- Aim of the exercise:
Note how many lines in the material have "once", and give only that figure.
++++++++++++++++++++
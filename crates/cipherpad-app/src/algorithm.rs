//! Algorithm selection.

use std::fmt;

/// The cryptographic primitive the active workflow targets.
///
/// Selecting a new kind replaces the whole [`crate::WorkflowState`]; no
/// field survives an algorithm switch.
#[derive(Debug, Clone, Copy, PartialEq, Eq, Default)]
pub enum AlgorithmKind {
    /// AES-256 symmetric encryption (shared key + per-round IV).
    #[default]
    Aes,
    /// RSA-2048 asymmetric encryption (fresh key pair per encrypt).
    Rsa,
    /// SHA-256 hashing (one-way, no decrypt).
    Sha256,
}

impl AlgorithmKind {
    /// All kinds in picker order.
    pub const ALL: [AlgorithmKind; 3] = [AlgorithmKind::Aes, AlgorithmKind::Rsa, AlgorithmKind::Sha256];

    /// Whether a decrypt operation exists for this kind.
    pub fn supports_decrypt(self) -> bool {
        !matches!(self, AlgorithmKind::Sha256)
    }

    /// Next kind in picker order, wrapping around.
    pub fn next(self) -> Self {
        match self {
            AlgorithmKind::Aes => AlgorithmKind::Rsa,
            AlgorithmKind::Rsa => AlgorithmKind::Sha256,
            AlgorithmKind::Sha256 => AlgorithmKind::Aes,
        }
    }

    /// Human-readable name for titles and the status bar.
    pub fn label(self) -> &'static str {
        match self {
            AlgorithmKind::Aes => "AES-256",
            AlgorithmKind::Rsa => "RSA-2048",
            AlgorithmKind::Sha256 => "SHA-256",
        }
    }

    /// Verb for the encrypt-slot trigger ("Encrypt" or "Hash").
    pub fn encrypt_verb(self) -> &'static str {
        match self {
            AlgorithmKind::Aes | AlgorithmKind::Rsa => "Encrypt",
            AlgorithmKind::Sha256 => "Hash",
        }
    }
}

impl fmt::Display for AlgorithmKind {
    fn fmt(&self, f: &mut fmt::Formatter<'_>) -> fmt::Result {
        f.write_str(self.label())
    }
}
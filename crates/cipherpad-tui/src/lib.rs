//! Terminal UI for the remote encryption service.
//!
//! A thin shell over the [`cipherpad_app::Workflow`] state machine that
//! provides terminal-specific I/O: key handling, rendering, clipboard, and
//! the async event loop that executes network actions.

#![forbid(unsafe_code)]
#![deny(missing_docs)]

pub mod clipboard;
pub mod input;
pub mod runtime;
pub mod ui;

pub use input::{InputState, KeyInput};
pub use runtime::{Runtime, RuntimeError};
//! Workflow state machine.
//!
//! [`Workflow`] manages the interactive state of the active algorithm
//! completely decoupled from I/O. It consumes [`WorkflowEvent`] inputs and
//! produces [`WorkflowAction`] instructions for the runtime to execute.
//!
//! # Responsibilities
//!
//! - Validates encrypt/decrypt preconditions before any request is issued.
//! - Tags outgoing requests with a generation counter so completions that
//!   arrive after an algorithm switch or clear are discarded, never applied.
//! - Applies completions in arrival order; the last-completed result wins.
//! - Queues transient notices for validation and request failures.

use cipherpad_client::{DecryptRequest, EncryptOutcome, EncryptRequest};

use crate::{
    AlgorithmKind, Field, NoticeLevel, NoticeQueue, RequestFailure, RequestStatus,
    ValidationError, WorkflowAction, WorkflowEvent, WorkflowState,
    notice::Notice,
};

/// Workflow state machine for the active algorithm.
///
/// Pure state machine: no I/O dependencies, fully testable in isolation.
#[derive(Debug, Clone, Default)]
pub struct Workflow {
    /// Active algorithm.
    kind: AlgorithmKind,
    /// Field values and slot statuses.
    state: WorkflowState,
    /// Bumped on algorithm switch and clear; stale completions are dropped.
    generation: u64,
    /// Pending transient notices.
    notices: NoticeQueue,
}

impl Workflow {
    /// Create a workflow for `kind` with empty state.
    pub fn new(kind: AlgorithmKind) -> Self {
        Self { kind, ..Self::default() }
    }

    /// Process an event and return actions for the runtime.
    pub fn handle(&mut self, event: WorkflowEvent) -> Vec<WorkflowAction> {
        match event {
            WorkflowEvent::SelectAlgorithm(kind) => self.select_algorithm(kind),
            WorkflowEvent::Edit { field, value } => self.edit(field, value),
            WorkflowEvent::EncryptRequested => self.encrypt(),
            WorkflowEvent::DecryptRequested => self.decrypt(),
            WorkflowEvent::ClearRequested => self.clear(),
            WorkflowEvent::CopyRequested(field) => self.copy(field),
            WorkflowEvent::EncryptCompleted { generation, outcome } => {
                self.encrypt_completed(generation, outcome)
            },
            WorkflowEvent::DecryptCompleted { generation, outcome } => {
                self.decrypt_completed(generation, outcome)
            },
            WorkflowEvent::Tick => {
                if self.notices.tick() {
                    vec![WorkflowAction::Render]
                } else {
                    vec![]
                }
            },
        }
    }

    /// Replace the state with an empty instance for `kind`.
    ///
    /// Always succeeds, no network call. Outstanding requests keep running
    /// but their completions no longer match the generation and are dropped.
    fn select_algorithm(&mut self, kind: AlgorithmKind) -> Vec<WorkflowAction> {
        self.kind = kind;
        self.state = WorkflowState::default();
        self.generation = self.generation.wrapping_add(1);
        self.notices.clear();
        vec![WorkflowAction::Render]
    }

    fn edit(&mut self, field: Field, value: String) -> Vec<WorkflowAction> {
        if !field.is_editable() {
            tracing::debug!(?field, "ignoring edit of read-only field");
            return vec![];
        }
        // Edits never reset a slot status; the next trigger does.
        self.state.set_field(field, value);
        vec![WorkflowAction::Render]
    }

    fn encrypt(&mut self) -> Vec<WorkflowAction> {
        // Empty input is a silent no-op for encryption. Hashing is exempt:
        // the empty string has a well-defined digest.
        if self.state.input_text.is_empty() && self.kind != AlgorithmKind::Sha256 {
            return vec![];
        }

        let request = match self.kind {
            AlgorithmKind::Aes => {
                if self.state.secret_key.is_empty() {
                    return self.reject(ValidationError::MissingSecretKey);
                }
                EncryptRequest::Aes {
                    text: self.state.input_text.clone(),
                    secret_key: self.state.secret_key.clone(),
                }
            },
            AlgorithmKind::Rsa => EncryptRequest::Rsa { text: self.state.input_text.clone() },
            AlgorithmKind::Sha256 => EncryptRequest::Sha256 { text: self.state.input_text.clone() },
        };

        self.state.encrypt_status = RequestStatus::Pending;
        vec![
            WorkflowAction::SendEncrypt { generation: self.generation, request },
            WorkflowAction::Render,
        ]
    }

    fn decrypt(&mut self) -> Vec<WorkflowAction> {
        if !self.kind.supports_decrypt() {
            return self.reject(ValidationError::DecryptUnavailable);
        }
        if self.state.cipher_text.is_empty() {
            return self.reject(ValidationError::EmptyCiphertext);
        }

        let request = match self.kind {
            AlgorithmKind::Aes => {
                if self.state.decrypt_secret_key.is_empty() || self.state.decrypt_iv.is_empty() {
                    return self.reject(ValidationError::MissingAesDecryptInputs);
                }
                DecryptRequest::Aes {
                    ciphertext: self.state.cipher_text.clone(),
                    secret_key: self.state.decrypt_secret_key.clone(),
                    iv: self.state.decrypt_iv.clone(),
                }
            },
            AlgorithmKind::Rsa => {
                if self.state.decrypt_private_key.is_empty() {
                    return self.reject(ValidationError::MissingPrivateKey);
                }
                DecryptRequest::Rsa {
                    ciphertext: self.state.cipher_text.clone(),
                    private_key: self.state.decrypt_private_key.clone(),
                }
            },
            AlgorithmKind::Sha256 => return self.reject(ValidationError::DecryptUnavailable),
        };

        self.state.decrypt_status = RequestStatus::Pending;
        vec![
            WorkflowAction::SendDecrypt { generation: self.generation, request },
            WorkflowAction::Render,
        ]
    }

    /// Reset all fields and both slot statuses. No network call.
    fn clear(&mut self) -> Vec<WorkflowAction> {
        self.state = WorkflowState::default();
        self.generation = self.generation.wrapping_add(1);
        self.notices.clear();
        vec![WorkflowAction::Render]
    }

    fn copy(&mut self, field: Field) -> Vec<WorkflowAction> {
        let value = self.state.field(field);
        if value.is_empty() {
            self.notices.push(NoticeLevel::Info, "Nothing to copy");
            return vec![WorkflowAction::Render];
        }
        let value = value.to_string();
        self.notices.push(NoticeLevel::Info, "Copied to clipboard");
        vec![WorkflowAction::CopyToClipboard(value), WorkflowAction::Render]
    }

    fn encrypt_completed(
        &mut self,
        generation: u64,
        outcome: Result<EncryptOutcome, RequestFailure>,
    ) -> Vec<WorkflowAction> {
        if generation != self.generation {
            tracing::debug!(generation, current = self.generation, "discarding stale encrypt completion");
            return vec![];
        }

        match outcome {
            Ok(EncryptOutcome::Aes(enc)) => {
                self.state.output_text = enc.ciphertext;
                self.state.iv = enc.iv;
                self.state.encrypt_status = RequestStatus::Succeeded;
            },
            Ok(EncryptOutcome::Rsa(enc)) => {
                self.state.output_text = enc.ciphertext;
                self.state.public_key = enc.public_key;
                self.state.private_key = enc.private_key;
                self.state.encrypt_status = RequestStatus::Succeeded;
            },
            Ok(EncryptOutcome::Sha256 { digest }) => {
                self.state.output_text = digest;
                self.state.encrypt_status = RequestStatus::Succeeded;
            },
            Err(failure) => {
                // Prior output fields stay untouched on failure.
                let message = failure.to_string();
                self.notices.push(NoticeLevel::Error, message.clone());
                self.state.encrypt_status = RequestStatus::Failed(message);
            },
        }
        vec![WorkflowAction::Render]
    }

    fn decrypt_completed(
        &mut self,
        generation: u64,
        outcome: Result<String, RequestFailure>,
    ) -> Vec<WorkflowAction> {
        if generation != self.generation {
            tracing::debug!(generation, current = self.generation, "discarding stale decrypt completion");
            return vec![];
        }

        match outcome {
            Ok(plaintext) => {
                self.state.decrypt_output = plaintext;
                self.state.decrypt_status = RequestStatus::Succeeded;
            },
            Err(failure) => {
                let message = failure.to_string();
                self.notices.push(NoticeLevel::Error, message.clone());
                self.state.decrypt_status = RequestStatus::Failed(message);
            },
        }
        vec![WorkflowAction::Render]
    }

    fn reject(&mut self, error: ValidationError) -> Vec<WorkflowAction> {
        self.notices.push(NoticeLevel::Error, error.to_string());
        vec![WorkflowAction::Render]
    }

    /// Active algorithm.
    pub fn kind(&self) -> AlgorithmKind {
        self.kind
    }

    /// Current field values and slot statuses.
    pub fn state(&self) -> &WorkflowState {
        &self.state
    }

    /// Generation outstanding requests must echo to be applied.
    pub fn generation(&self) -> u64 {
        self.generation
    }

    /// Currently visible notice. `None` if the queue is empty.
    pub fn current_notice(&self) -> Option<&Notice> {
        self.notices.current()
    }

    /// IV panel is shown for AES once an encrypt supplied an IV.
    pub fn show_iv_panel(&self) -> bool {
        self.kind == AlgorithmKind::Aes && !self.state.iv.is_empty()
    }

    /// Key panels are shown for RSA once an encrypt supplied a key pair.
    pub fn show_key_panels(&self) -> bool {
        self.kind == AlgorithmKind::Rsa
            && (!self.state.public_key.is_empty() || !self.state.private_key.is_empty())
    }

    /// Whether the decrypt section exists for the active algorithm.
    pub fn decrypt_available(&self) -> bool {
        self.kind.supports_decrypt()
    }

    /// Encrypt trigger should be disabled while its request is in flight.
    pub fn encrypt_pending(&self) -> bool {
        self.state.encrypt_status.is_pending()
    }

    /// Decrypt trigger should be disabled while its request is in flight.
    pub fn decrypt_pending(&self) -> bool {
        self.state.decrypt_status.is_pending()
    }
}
++++++++++++++++++++
- Response for this exercise:
2